Mendadak aku diinstruksikan untuk menulis tentang Wandu. Betapa sengsaranya hatiku.
***
Wandu itu banci. Banci itu kelamin syubhat. Kemudian sebenarnya tidak
ada kelamin syubhat, tapi ditakhayuli oleh api nafsu yang menyamar
sebagai hak alamiah. Lantas diambil alih oleh akulturasi budaya di mana
manusia tidak memiliki kontrol apapun untuk memahaminya dan untuk
menghindari terjebak terkurung dan diaduk-aduk oleh hakekat pembiasaan
budaya itu.
Bahkan kemudian dilegitimasi oleh kekuasaan politik melalui legalitas
hukum. Dan sesungguhnya apa yang ditandatangani dan disebar-sebarkan
itu tidaklah ada kaitannya dengan politik dan hukum, melainkan
berhubungan dengan niat perapuhan atas suatu kelompok masyarakat atau
bangsa. Perapuhan, pemecah-belahan, pengkebirian intelektual dan mental.

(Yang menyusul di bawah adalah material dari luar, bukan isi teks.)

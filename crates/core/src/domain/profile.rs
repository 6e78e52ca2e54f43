use crate::error::ProfileError;
use serde::{Deserialize, Serialize};
use serde_json::Value;
use std::fmt;
use std::str::FromStr;
use thiserror::Error;

/// Raw questionnaire answers (or field updates), keyed by question id.
pub type Responses = serde_json::Map<String, Value>;

pub const MAX_INDUSTRIES: usize = 4;

/// Industries offered by the questionnaire. Stored preferences are not checked
/// against this list.
pub const INDUSTRIES: [&str; 10] = [
    "technology",
    "healthcare",
    "finance",
    "energy",
    "consumer",
    "real_estate",
    "telecommunications",
    "manufacturing",
    "aerospace",
    "media",
];

/// Returned by `FromStr` when a string is not one of an enum's tags.
#[derive(Debug, Clone, PartialEq, Eq, Error)]
#[error("unknown tag: {0}")]
pub struct UnknownTag(pub String);

macro_rules! tagged_enum {
    ($(#[$meta:meta])* $name:ident { $($variant:ident => $tag:literal),+ $(,)? }) => {
        $(#[$meta])*
        #[derive(Debug, Clone, Copy, PartialEq, Eq, Hash, Serialize, Deserialize)]
        pub enum $name {
            $(
                #[serde(rename = $tag)]
                $variant,
            )+
        }

        impl $name {
            pub const ALL: &'static [$name] = &[$($name::$variant),+];

            pub fn as_str(self) -> &'static str {
                match self {
                    $($name::$variant => $tag,)+
                }
            }
        }

        impl FromStr for $name {
            type Err = UnknownTag;

            fn from_str(s: &str) -> Result<Self, Self::Err> {
                match s {
                    $($tag => Ok($name::$variant),)+
                    other => Err(UnknownTag(other.to_string())),
                }
            }
        }

        impl fmt::Display for $name {
            fn fmt(&self, f: &mut fmt::Formatter<'_>) -> fmt::Result {
                f.write_str(self.as_str())
            }
        }
    };
}

tagged_enum!(InvestmentFrequency {
    Daily => "daily",
    Weekly => "weekly",
    Monthly => "monthly",
    Quarterly => "quarterly",
    Yearly => "yearly",
});

tagged_enum!(
    /// Short is under a year, medium 1-5 years, long over 5 years.
    InvestmentHorizon {
        ShortTerm => "short_term",
        MediumTerm => "medium_term",
        LongTerm => "long_term",
    }
);

tagged_enum!(RiskAppetite {
    Low => "low",
    Medium => "medium",
    High => "high",
    VeryHigh => "very_high",
});

tagged_enum!(ExperienceLevel {
    Beginner => "beginner",
    Intermediate => "intermediate",
    Advanced => "advanced",
    Expert => "expert",
});

#[derive(Debug, Clone, PartialEq, Eq, Serialize, Deserialize)]
pub struct Profile {
    pub user_id: String,
    pub investment_frequency: InvestmentFrequency,
    pub industry_preferences: Vec<String>,
    pub investment_horizon: InvestmentHorizon,
    pub investment_period: String,
    pub risk_appetite: RiskAppetite,
    pub experience_level: ExperienceLevel,
}

/// Profile attributes that may be changed after creation.
#[derive(Debug, Clone, Copy, PartialEq, Eq)]
pub enum ProfileField {
    InvestmentFrequency,
    IndustryPreferences,
    InvestmentHorizon,
    InvestmentPeriod,
    RiskAppetite,
    ExperienceLevel,
}

impl ProfileField {
    pub const ALL: &'static [ProfileField] = &[
        ProfileField::InvestmentFrequency,
        ProfileField::IndustryPreferences,
        ProfileField::InvestmentHorizon,
        ProfileField::InvestmentPeriod,
        ProfileField::RiskAppetite,
        ProfileField::ExperienceLevel,
    ];

    pub fn as_str(self) -> &'static str {
        match self {
            ProfileField::InvestmentFrequency => "investment_frequency",
            ProfileField::IndustryPreferences => "industry_preferences",
            ProfileField::InvestmentHorizon => "investment_horizon",
            ProfileField::InvestmentPeriod => "investment_period",
            ProfileField::RiskAppetite => "risk_appetite",
            ProfileField::ExperienceLevel => "experience_level",
        }
    }

    pub fn parse(key: &str) -> Option<Self> {
        Self::ALL.iter().copied().find(|f| f.as_str() == key)
    }
}

impl Profile {
    /// Builds a profile from answers keyed by question id
    /// (`frequency, industries, horizon, period, risk, experience`).
    pub fn from_responses(user_id: &str, responses: &Responses) -> Result<Self, ProfileError> {
        let mut errors = Vec::new();
        if user_id.trim().is_empty() {
            errors.push("User id must not be empty".to_string());
        }

        let frequency = parse_tag(
            responses.get("frequency"),
            "Invalid investment frequency",
            &mut errors,
        );
        let industries = parse_industries(responses.get("industries").unwrap_or(&Value::Null))
            .map_err(|e| errors.push(e))
            .ok();
        let horizon = parse_tag(
            responses.get("horizon"),
            "Invalid investment horizon",
            &mut errors,
        );
        let period = match responses.get("period").and_then(Value::as_str) {
            Some(p) if !p.is_empty() => Some(p.to_string()),
            _ => {
                errors.push("Invalid investment period".to_string());
                None
            }
        };
        let risk = parse_tag(responses.get("risk"), "Invalid risk appetite", &mut errors);
        let experience = parse_tag(
            responses.get("experience"),
            "Invalid experience level",
            &mut errors,
        );

        match (frequency, industries, horizon, period, risk, experience) {
            (Some(f), Some(i), Some(h), Some(p), Some(r), Some(e)) if errors.is_empty() => {
                Ok(Self {
                    user_id: user_id.to_string(),
                    investment_frequency: f,
                    industry_preferences: i,
                    investment_horizon: h,
                    investment_period: p,
                    risk_appetite: r,
                    experience_level: e,
                })
            }
            _ => Err(ProfileError::Validation(errors)),
        }
    }

    /// Replaces one attribute after checking the new value against its domain.
    pub fn set_field(&mut self, field: ProfileField, value: &Value) -> Result<(), String> {
        match field {
            ProfileField::InvestmentFrequency => {
                self.investment_frequency = tag_value(value, "Invalid investment frequency")?;
            }
            ProfileField::IndustryPreferences => {
                self.industry_preferences = parse_industries(value)?;
            }
            ProfileField::InvestmentHorizon => {
                self.investment_horizon = tag_value(value, "Invalid investment horizon")?;
            }
            ProfileField::InvestmentPeriod => match value.as_str() {
                Some(p) if !p.is_empty() => self.investment_period = p.to_string(),
                _ => return Err("Invalid investment period".to_string()),
            },
            ProfileField::RiskAppetite => {
                self.risk_appetite = tag_value(value, "Invalid risk appetite")?;
            }
            ProfileField::ExperienceLevel => {
                self.experience_level = tag_value(value, "Invalid experience level")?;
            }
        }
        Ok(())
    }
}

fn tag_value<T: FromStr>(value: &Value, message: &str) -> Result<T, String> {
    value
        .as_str()
        .and_then(|s| s.parse().ok())
        .ok_or_else(|| message.to_string())
}

fn parse_tag<T: FromStr>(
    value: Option<&Value>,
    message: &str,
    errors: &mut Vec<String>,
) -> Option<T> {
    let parsed = value.and_then(|v| tag_value(v, message).ok());
    if parsed.is_none() {
        errors.push(message.to_string());
    }
    parsed
}

/// Checks shape and count of an industry selection; the vocabulary is not enforced.
pub(crate) fn parse_industries(value: &Value) -> Result<Vec<String>, String> {
    let Some(items) = value.as_array() else {
        return Err("Industries must be a list".to_string());
    };
    if items.is_empty() {
        return Err("Please select at least one industry".to_string());
    }
    if items.len() > MAX_INDUSTRIES {
        return Err(format!("Please select no more than {MAX_INDUSTRIES} industries"));
    }
    items
        .iter()
        .map(|v| v.as_str().map(str::to_string))
        .collect::<Option<Vec<_>>>()
        .ok_or_else(|| "Industry selections must be text".to_string())
}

Dan pangkal hajat yang tersembunyi di belakang itu semua adalah
skenario perampokan harta, penjambretan kekayaan bumi di wilayah yang
skala dan titik-titik koordinatnya sudah digambar di lembar kertas
perencanaan penjajahan.
Akhirnya hari ini semua orang di sekitarku senegara beserta beberapa
masyarakat di beberapa negara target lainnya, disibukkan oleh empat
huruf yang heboh. Empat huruf yang dibiayai oleh persatuan bangsa-bangsa
untuk disosialisasi secara khusus sejak Desember dua tahun kemarin
hingga September tahun depan. Empat huruf yang di sejumlah negara besar
di muka bumi semua orang harus berpendapat sama tentangnya.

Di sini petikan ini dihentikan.